Tissue distribution and macromolecular interactions of 14[C-ring] melphalan in the rat.

The kinetics of uptake and elimination, covalent binding, and macromolecular interactions of 14[C-ring] melphalan was studied after a single oral dose (20 mg/kg, 0.1 mCi/kg) in normal rats. Peak radioactivity level in tissues was observed at 2-4 h after administration. Uptake of label in most tissues was rapid, with a t1/2 of less than 1 h. Elimination was biphasic. Tissues of the gastrointestinal tract showed the most rapid rates of elimination, with t1/2 beta of 13, 24, 18, and 19 h for stomach, duodenum, and small and large intestines, respectively. Bone marrow also showed a fast rate of elimination of radioactivity, with a t1/2 beta of 30 h. Tissues with the slowest rates of elimination were skin, eye, spleen, pancreas, and lung, with t1/2 beta of 333, 241, 149, 122, and 109 h, respectively.

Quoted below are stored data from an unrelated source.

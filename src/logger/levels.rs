/// Log level definitions for structured logging
///
/// Levels are ordered by severity (Error < Warning < Info < Debug < Verbose)
/// so a minimum threshold can be compared directly.

#[derive(Debug, Clone, Copy, PartialEq, Eq, PartialOrd, Ord)]
pub enum LogLevel {
    Error = 0,   // Always shown
    Warning = 1, // Shown unless --quiet raises the threshold further
    Info = 2,    // Default threshold
    Debug = 3,   // Gated by --debug-<tag>
    Verbose = 4, // Gated by --verbose or --verbose-<tag>
}

impl LogLevel {
    pub fn as_str(&self) -> &'static str {
        match self {
            LogLevel::Error => "ERROR",
            LogLevel::Warning => "WARNING",
            LogLevel::Info => "INFO",
            LogLevel::Debug => "DEBUG",
            LogLevel::Verbose => "VERBOSE",
        }
    }

    /// Map a free-form log type label (as used by `logger::log`) onto a level.
    ///
    /// Labels such as "SUCCESS", "NEW_TOKEN" or "SUBSCRIBED" are informational.
    pub fn from_log_type(log_type: &str) -> Self {
        match log_type.to_uppercase().as_str() {
            "ERROR" | "FAILED" => LogLevel::Error,
            "WARN" | "WARNING" => LogLevel::Warning,
            "DEBUG" => LogLevel::Debug,
            "VERBOSE" | "TRACE" => LogLevel::Verbose,
            _ => LogLevel::Info,
        }
    }

    /// Parse from string (case-insensitive)
    pub fn parse(s: &str) -> Option<Self> {
        match s.to_uppercase().as_str() {
            "ERROR" => Some(LogLevel::Error),
            "WARNING" | "WARN" => Some(LogLevel::Warning),
            "INFO" => Some(LogLevel::Info),
            "DEBUG" => Some(LogLevel::Debug),
            "VERBOSE" | "TRACE" => Some(LogLevel::Verbose),
            _ => None,
        }
    }
}

impl From<log::Level> for LogLevel {
    fn from(level: log::Level) -> Self {
        match level {
            log::Level::Error => LogLevel::Error,
            log::Level::Warn => LogLevel::Warning,
            log::Level::Info => LogLevel::Info,
            log::Level::Debug => LogLevel::Debug,
            log::Level::Trace => LogLevel::Verbose,
        }
    }
}

impl std::fmt::Display for LogLevel {
    fn fmt(&self, f: &mut std::fmt::Formatter<'_>) -> std::fmt::Result {
        write!(f, "{}", self.as_str())
    }
}
use super::schemas::Config;
/// Configuration utilities - loading, environment overrides and validation
///
/// Order of precedence (lowest first):
/// 1. Defaults from the schema definitions
/// 2. `data/config.toml` (or `--config <path>`)
/// 3. Environment variables (after `.env` has been loaded by the binary)
use crate::errors::{MonitorError, MonitorResult};
use crate::logger::{self, LogTag};
use solana_sdk::pubkey::Pubkey;
use std::str::FromStr;
use url::Url;

/// Default configuration file path
pub const CONFIG_FILE_PATH: &str = "data/config.toml";

/// Load configuration from the `--config` path or the default location,
/// apply environment overrides and validate the result.
pub fn load_config() -> MonitorResult<Config> {
    let path = crate::arguments::config_path_arg().unwrap_or_else(|| CONFIG_FILE_PATH.to_string());
    let mut config = load_config_from_path(&path)?;
    apply_env_overrides(&mut config)?;
    config.validate()?;
    Ok(config)
}

/// Load configuration from a specific file path
///
/// A missing file is not an error: defaults are used instead.
pub fn load_config_from_path(path: &str) -> MonitorResult<Config> {
    if !std::path::Path::new(path).exists() {
        logger::warning(
            LogTag::Config,
            &format!("Config file '{}' not found, using default values", path),
        );
        return Ok(Config::default());
    }

    let contents = std::fs::read_to_string(path).map_err(|e| {
        MonitorError::Configuration(format!("Failed to read config file '{}': {}", path, e))
    })?;

    let config = toml::from_str::<Config>(&contents).map_err(|e| {
        MonitorError::Configuration(format!("Failed to parse config file '{}': {}", path, e))
    })?;

    logger::debug(LogTag::Config, &format!("Loaded configuration from '{}'", path));
    Ok(config)
}

/// Apply overrides from the process environment
pub fn apply_env_overrides(config: &mut Config) -> MonitorResult<()> {
    apply_overrides_from(config, |key| std::env::var(key).ok())
}

/// Apply overrides from any key lookup (the environment in production)
pub fn apply_overrides_from<F>(config: &mut Config, lookup: F) -> MonitorResult<()>
where
    F: Fn(&str) -> Option<String>,
{
    let get = |key: &str| lookup(key).map(|v| v.trim().to_string()).filter(|v| !v.is_empty());

    if let Some(v) = get("RPC_URL") {
        config.rpc.url = v;
    }
    if let Some(v) = get("WS_URL") {
        config.rpc.ws_url = v;
    }
    if let Some(v) = get("PROGRAM_ID") {
        config.monitor.program_id = v;
    }
    if let Some(v) = get("LAUNCHPAD_PROGRAM_ID") {
        config.launchpad.program_id = v;
    }
    if let Some(v) = get("NATIVE_MINT") {
        config.launchpad.native_mint = v;
    }
    if let Some(v) = get("FRESHNESS_WINDOW_SECS") {
        config.monitor.freshness_window_secs = parse_number("FRESHNESS_WINDOW_SECS", &v)?;
    }
    if let Some(v) = get("RETRY_MAX_ATTEMPTS") {
        config.retry.max_attempts = parse_number("RETRY_MAX_ATTEMPTS", &v)?;
    }
    if let Some(v) = get("RETRY_DELAY_MS") {
        config.retry.delay_ms = parse_number("RETRY_DELAY_MS", &v)?;
    }

    Ok(())
}

fn parse_number<T: FromStr>(key: &str, value: &str) -> MonitorResult<T>
where
    T::Err: std::fmt::Display,
{
    value
        .parse::<T>()
        .map_err(|e| MonitorError::Configuration(format!("{}='{}' is not valid: {}", key, value, e)))
}

impl Config {
    /// Startup validation; every failure here is fatal for the binary
    pub fn validate(&self) -> MonitorResult<()> {
        if self.rpc.url.trim().is_empty() {
            return Err(MonitorError::Configuration(
                "RPC endpoint is required (rpc.url or RPC_URL)".to_string(),
            ));
        }

        check_endpoint("rpc.url", self.rpc.url.trim(), &["http", "https"])?;
        check_endpoint("rpc.ws_url", &self.rpc.ws_endpoint(), &["ws", "wss"])?;

        for (name, value) in [
            ("monitor.program_id", &self.monitor.program_id),
            ("launchpad.program_id", &self.launchpad.program_id),
            ("launchpad.native_mint", &self.launchpad.native_mint),
            ("metadata.metadata_program_id", &self.metadata.metadata_program_id),
        ] {
            Pubkey::from_str(value.trim()).map_err(|e| {
                MonitorError::Configuration(format!("{} '{}' is not a valid address: {}", name, value, e))
            })?;
        }

        if self.retry.max_attempts == 0 {
            return Err(MonitorError::Configuration(
                "retry.max_attempts must be at least 1".to_string(),
            ));
        }

        if self.monitor.freshness_window_secs <= 0 {
            return Err(MonitorError::Configuration(
                "monitor.freshness_window_secs must be positive".to_string(),
            ));
        }

        Ok(())
    }
}

fn check_endpoint(name: &str, value: &str, schemes: &[&str]) -> MonitorResult<()> {
    let url = Url::parse(value)
        .map_err(|e| MonitorError::Configuration(format!("{} '{}' is not a valid URL: {}", name, value, e)))?;

    if !schemes.contains(&url.scheme()) {
        return Err(MonitorError::Configuration(format!(
            "{} must use one of {:?}, got '{}'",
            name,
            schemes,
            url.scheme()
        )));
    }

    Ok(())
}

#[cfg(test)]
mod tests {
    use super::*;
    use std::collections::HashMap;
    use std::io::Write;

    fn valid_config() -> Config {
        let mut config = Config::default();
        config.rpc.url = "https://api.mainnet-beta.solana.com".to_string();
        config
    }

    #[test]
    fn test_defaults() {
        let config = Config::default();
        assert_eq!(config.monitor.freshness_window_secs, 300);
        assert_eq!(config.retry.max_attempts, 3);
        assert_eq!(config.retry.delay_ms, 5000);
        assert_eq!(config.monitor.fetch_delay_ms, 100);
        assert_eq!(config.monitor.max_processed_signatures, 200_000);
        assert_eq!(config.monitor.max_known_mints, 0);
        assert_eq!(config.metadata.uri_timeout_secs, 10);
        assert_eq!(config.launchpad.native_mint, crate::constants::SOL_MINT);
        assert!(config.rpc.url.is_empty());
    }

    #[test]
    fn test_missing_file_uses_defaults() {
        let dir = tempfile::tempdir().unwrap();
        let path = dir.path().join("absent.toml");
        let config = load_config_from_path(path.to_str().unwrap()).unwrap();
        assert_eq!(config, Config::default());
    }

    #[test]
    fn test_partial_file_keeps_other_defaults() {
        let mut file = tempfile::NamedTempFile::new().unwrap();
        writeln!(
            file,
            "[rpc]\nurl = \"http://localhost:8899\"\n\n[retry]\ndelay_ms = 250\n\n[monitor]\nmint_suffix = \"\""
        )
        .unwrap();

        let config = load_config_from_path(file.path().to_str().unwrap()).unwrap();
        assert_eq!(config.rpc.url, "http://localhost:8899");
        assert_eq!(config.retry.delay_ms, 250);
        assert_eq!(config.retry.max_attempts, 3);
        assert_eq!(config.monitor.mint_suffix, "");
        assert_eq!(config.rpc.ws_endpoint(), "ws://localhost:8899");
    }

    #[test]
    fn test_invalid_toml_is_configuration_error() {
        let mut file = tempfile::NamedTempFile::new().unwrap();
        writeln!(file, "[rpc\nurl = ").unwrap();
        let result = load_config_from_path(file.path().to_str().unwrap());
        assert!(matches!(result, Err(MonitorError::Configuration(_))));
    }

    #[test]
    fn test_env_overrides() {
        let env: HashMap<&str, &str> = [
            ("RPC_URL", "https://rpc.example.com"),
            ("FRESHNESS_WINDOW_SECS", "60"),
            ("RETRY_MAX_ATTEMPTS", "5"),
            ("RETRY_DELAY_MS", "10"),
            ("WS_URL", "  "),
        ]
        .into_iter()
        .collect();

        let mut config = Config::default();
        apply_overrides_from(&mut config, |k| env.get(k).map(|v| v.to_string())).unwrap();

        assert_eq!(config.rpc.url, "https://rpc.example.com");
        assert_eq!(config.monitor.freshness_window_secs, 60);
        assert_eq!(config.retry.max_attempts, 5);
        assert_eq!(config.retry.delay_ms, 10);
        assert_eq!(config.rpc.ws_endpoint(), "wss://rpc.example.com");
    }

    #[test]
    fn test_env_override_rejects_garbage_number() {
        let mut config = Config::default();
        let result = apply_overrides_from(&mut config, |k| {
            (k == "RETRY_DELAY_MS").then(|| "soon".to_string())
        });
        assert!(matches!(result, Err(MonitorError::Configuration(_))));
    }

    #[test]
    fn test_validate() {
        assert!(valid_config().validate().is_ok());
        assert!(Config::default().validate().is_err());

        let mut bad_program = valid_config();
        bad_program.monitor.program_id = "not-a-program".to_string();
        assert!(bad_program.validate().is_err());

        let mut bad_url = valid_config();
        bad_url.rpc.url = "api.mainnet-beta.solana.com".to_string();
        assert!(bad_url.validate().is_err());

        let mut bad_ws = valid_config();
        bad_ws.rpc.ws_url = "https://api.mainnet-beta.solana.com".to_string();
        assert!(bad_ws.validate().is_err());

        let mut zero_attempts = valid_config();
        zero_attempts.retry.max_attempts = 0;
        assert!(zero_attempts.validate().is_err());
    }
}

Covalent binding studies showed that melphalan, or its metabolites, bound irreversibly to all tissue macromolecular fractions. The percentage of covalently bound radioactivity increased with time in all tissues except kidney and eye, reaching up to 70%-80% of the total radioactivity remaining at 72 h. Elimination of covalently bound radioactivity was slower in the DNA fractions of the tissues of the gastrointestinal tract and heart compared with the elimination rate from lipid, protein, or RNA fractions. Slow elimination rates of 14[C-ring] melphalan equivalents from the protein fraction were observed in the skin, eye, and brain. Accumulation, rather than elimination, of radioactivity in this fraction was most prominent in the pancreas. In the bone marrow accumulation of radioactivity was observed in the lipid fraction.